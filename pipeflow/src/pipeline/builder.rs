//! Pipeline builder with validation.

use std::collections::{HashMap, HashSet};
use std::sync::Arc;
use std::time::Duration;
use tracing::debug;

use super::PipeLine;
use crate::core::{ExitState, PipeForward, PipeLineExit, DEFAULT_EXIT_NAME, SUCCESS_FORWARD};
use crate::errors::ConfigurationError;
use crate::pipes::{ForwardTarget, PipeSpec};
use crate::resources::{Cache, Locker, Propagation};

/// Builder for creating validated pipelines.
///
/// `build()` checks the whole graph and reports every problem it finds in
/// one [`ConfigurationError`].
#[derive(Debug, Clone)]
pub struct PipeLineBuilder {
    name: String,
    pipes: Vec<PipeSpec>,
    exits: Vec<PipeLineExit>,
    first_pipe: Option<String>,
    global_forwards: Vec<PipeForward>,
    input_validator: Option<PipeSpec>,
    output_validator: Option<PipeSpec>,
    input_wrapper: Option<PipeSpec>,
    output_wrapper: Option<PipeSpec>,
    cache: Option<Arc<dyn Cache>>,
    locker: Option<Arc<dyn Locker>>,
    max_threads: Option<usize>,
    transaction_attribute: Propagation,
    transaction_timeout: Option<Duration>,
    message_size_warn: Option<u64>,
    transform_null_message: Option<String>,
}

impl PipeLineBuilder {
    /// Creates a new pipeline builder.
    #[must_use]
    pub fn new(name: impl Into<String>) -> Self {
        Self {
            name: name.into(),
            pipes: Vec::new(),
            exits: Vec::new(),
            first_pipe: None,
            global_forwards: Vec::new(),
            input_validator: None,
            output_validator: None,
            input_wrapper: None,
            output_wrapper: None,
            cache: None,
            locker: None,
            max_threads: None,
            transaction_attribute: Propagation::Supports,
            transaction_timeout: None,
            message_size_warn: None,
            transform_null_message: None,
        }
    }

    /// Adds a pipe.
    #[must_use]
    pub fn with_pipe(mut self, pipe: PipeSpec) -> Self {
        self.pipes.push(pipe);
        self
    }

    /// Adds an exit.
    #[must_use]
    pub fn with_exit(mut self, exit: PipeLineExit) -> Self {
        self.exits.push(exit);
        self
    }

    /// Sets the pipe the walk starts at. Defaults to the first added pipe.
    #[must_use]
    pub fn with_first_pipe(mut self, name: impl Into<String>) -> Self {
        self.first_pipe = Some(name.into());
        self
    }

    /// Adds a forward to every pipe that does not declare a forward of that name.
    #[must_use]
    pub fn with_global_forward(mut self, forward: PipeForward) -> Self {
        self.global_forwards.retain(|f| f.name() != forward.name());
        self.global_forwards.push(forward);
        self
    }

    /// Validates the input before the first pipe runs.
    #[must_use]
    pub fn with_input_validator(mut self, validator: PipeSpec) -> Self {
        self.input_validator = Some(validator);
        self
    }

    /// Validates the result when an exit is reached.
    #[must_use]
    pub fn with_output_validator(mut self, validator: PipeSpec) -> Self {
        self.output_validator = Some(validator);
        self
    }

    /// Unwraps the input before the first pipe runs.
    #[must_use]
    pub fn with_input_wrapper(mut self, wrapper: PipeSpec) -> Self {
        self.input_wrapper = Some(wrapper);
        self
    }

    /// Wraps the result when an exit is reached.
    #[must_use]
    pub fn with_output_wrapper(mut self, wrapper: PipeSpec) -> Self {
        self.output_wrapper = Some(wrapper);
        self
    }

    /// Caches results.
    #[must_use]
    pub fn with_cache(mut self, cache: Arc<dyn Cache>) -> Self {
        self.cache = Some(cache);
        self
    }

    /// Holds a lock for the whole invocation.
    #[must_use]
    pub fn with_locker(mut self, locker: Arc<dyn Locker>) -> Self {
        self.locker = Some(locker);
        self
    }

    /// Limits concurrent invocations.
    #[must_use]
    pub fn with_max_threads(mut self, max_threads: usize) -> Self {
        self.max_threads = Some(max_threads);
        self
    }

    /// Demarcates a transaction around the whole invocation.
    #[must_use]
    pub fn with_transaction(mut self, propagation: Propagation, timeout: Option<Duration>) -> Self {
        self.transaction_attribute = propagation;
        self.transaction_timeout = timeout;
        self
    }

    /// Overrides the engine's message size warning threshold.
    #[must_use]
    pub fn with_message_size_warn(mut self, bytes: u64) -> Self {
        self.message_size_warn = Some(bytes);
        self
    }

    /// Replaces empty input messages with `value`.
    #[must_use]
    pub fn with_transform_null_message(mut self, value: impl Into<String>) -> Self {
        self.transform_null_message = Some(value.into());
        self
    }

    /// Returns the pipeline name.
    #[must_use]
    pub fn name(&self) -> &str {
        &self.name
    }

    /// Returns the number of pipes.
    #[must_use]
    pub fn pipe_count(&self) -> usize {
        self.pipes.len()
    }

    /// Builds the pipeline.
    ///
    /// # Errors
    ///
    /// Returns every wiring problem found: no pipes, duplicate or invalid
    /// names, an unknown first pipe, unresolvable forwards, invalid limits and
    /// failures of the pipes' own checks.
    pub fn build(self) -> Result<PipeLine, ConfigurationError> {
        let component = format!("pipeline [{}]", self.name);
        if self.pipes.is_empty() {
            return Err(ConfigurationError::new("pipeline has no pipes").with_component(component));
        }

        let mut problems: Option<ConfigurationError> = None;
        let mut report = |err: ConfigurationError| {
            problems = Some(ConfigurationError::suppress(problems.take(), err));
        };

        let Self {
            name,
            mut pipes,
            mut exits,
            first_pipe,
            global_forwards,
            mut input_validator,
            mut output_validator,
            mut input_wrapper,
            mut output_wrapper,
            cache,
            locker,
            max_threads,
            transaction_attribute,
            transaction_timeout,
            message_size_warn,
            transform_null_message,
        } = self;

        if name.contains('/') {
            report(
                ConfigurationError::new(format!("pipeline name [{name}] must not contain '/'"))
                    .with_component(&component),
            );
        }
        if max_threads == Some(0) {
            report(ConfigurationError::new("maxThreads must be at least 1").with_component(&component));
        }

        let mut pipe_index = HashMap::new();
        for (i, spec) in pipes.iter().enumerate() {
            if let Err(e) = validate_pipe_name(spec.name()) {
                report(e);
            }
            if pipe_index.insert(spec.name().to_string(), i).is_some() {
                report(
                    ConfigurationError::new(format!("pipe [{}] is defined more than once", spec.name()))
                        .with_component(&component),
                );
            }
        }
        for spec in [&input_validator, &output_validator, &input_wrapper, &output_wrapper]
            .into_iter()
            .flatten()
        {
            if let Err(e) = validate_pipe_name(spec.name()) {
                report(e);
            }
        }

        if exits.is_empty() {
            debug!(pipeline = %name, "no exits configured, adding default exit [{DEFAULT_EXIT_NAME}]");
            exits.push(PipeLineExit::success(DEFAULT_EXIT_NAME));
        }
        let mut exit_names = HashSet::new();
        for exit in &exits {
            if !exit_names.insert(exit.name().to_string()) {
                report(
                    ConfigurationError::new(format!("exit [{}] is defined more than once", exit.name()))
                        .with_component(&component),
                );
            }
        }

        let first_pipe = match first_pipe {
            None => 0,
            Some(first) => match pipe_index.get(&first) {
                Some(&i) => i,
                None => {
                    report(
                        ConfigurationError::new(format!("firstPipe [{first}] does not exist"))
                            .with_component(&component),
                    );
                    0
                }
            },
        };

        let default_exit = exits
            .iter()
            .find(|e| e.state() == ExitState::Success)
            .or_else(|| exits.first())
            .map(|e| e.name().to_string())
            .unwrap_or_else(|| DEFAULT_EXIT_NAME.to_string());
        let next_names: Vec<String> = pipes
            .iter()
            .skip(1)
            .map(|p| p.name().to_string())
            .chain(std::iter::once(default_exit))
            .collect();

        for (spec, next) in pipes.iter_mut().zip(next_names) {
            for forward in &global_forwards {
                if !spec.has_forward(forward.name()) {
                    spec.add_forward(forward.clone());
                }
            }
            if !spec.has_forward(SUCCESS_FORWARD) {
                debug!(pipeline = %name, pipe = %spec.name(), next = %next, "wiring success forward");
                spec.add_forward(PipeForward::success(next));
            }
        }

        let resolve = |spec: &mut PipeSpec| -> Option<ConfigurationError> {
            let mut errors: Option<ConfigurationError> = None;
            let forwards = spec.forwards().to_vec();
            for forward in forwards {
                let target = pipe_index
                    .get(forward.path())
                    .map(|&i| ForwardTarget::Pipe(i))
                    .or_else(|| {
                        exits
                            .iter()
                            .position(|e| e.name() == forward.path())
                            .map(ForwardTarget::Exit)
                    });
                match target {
                    Some(target) => spec.set_target(forward.name(), target),
                    None => {
                        errors = Some(ConfigurationError::suppress(
                            errors,
                            ConfigurationError::new(format!(
                                "forward [{}] points to unknown pipe or exit [{}]",
                                forward.name(),
                                forward.path()
                            ))
                            .with_component(format!("pipe [{}]", spec.name())),
                        ));
                    }
                }
            }
            if let Err(e) = spec.prepare() {
                errors = Some(ConfigurationError::suppress(errors, e));
            }
            errors
        };

        for spec in pipes
            .iter_mut()
            .chain(input_validator.iter_mut())
            .chain(output_validator.iter_mut())
            .chain(input_wrapper.iter_mut())
            .chain(output_wrapper.iter_mut())
        {
            if let Some(e) = resolve(spec) {
                report(e);
            }
        }

        if let Some(problems) = problems {
            return Err(problems);
        }

        debug!(
            pipeline = %name,
            pipes = pipes.len(),
            exits = exits.len(),
            "pipeline configured"
        );
        Ok(PipeLine {
            name,
            pipes,
            pipe_index,
            exits,
            first_pipe,
            input_validator,
            output_validator,
            input_wrapper,
            output_wrapper,
            cache,
            locker,
            max_threads,
            transaction_attribute,
            transaction_timeout,
            message_size_warn,
            transform_null_message,
        })
    }
}

fn validate_pipe_name(name: &str) -> Result<(), ConfigurationError> {
    if name.trim().is_empty() {
        return Err(ConfigurationError::new("pipe name must not be empty"));
    }
    if name.contains('/') {
        return Err(ConfigurationError::new(format!("pipe name [{name}] must not contain '/'"))
            .with_component(format!("pipe [{name}]")));
    }
    Ok(())
}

▶ **Your assignment**
Your answer must consist solely of the lines above between the line holding "for forward in &global_forwards" and the line holding "for forward in forwards", inclusive, copied exactly.

▶ **Solution below**
            for forward in &global_forwards {
                if !spec.has_forward(forward.name()) {
                    spec.add_forward(forward.clone());
                }
            }
            if !spec.has_forward(SUCCESS_FORWARD) {
                debug!(pipeline = %name, pipe = %spec.name(), next = %next, "wiring success forward");
                spec.add_forward(PipeForward::success(next));
            }
        }

        let resolve = |spec: &mut PipeSpec| -> Option<ConfigurationError> {
            let mut errors: Option<ConfigurationError> = None;
            let forwards = spec.forwards().to_vec();
            for forward in forwards {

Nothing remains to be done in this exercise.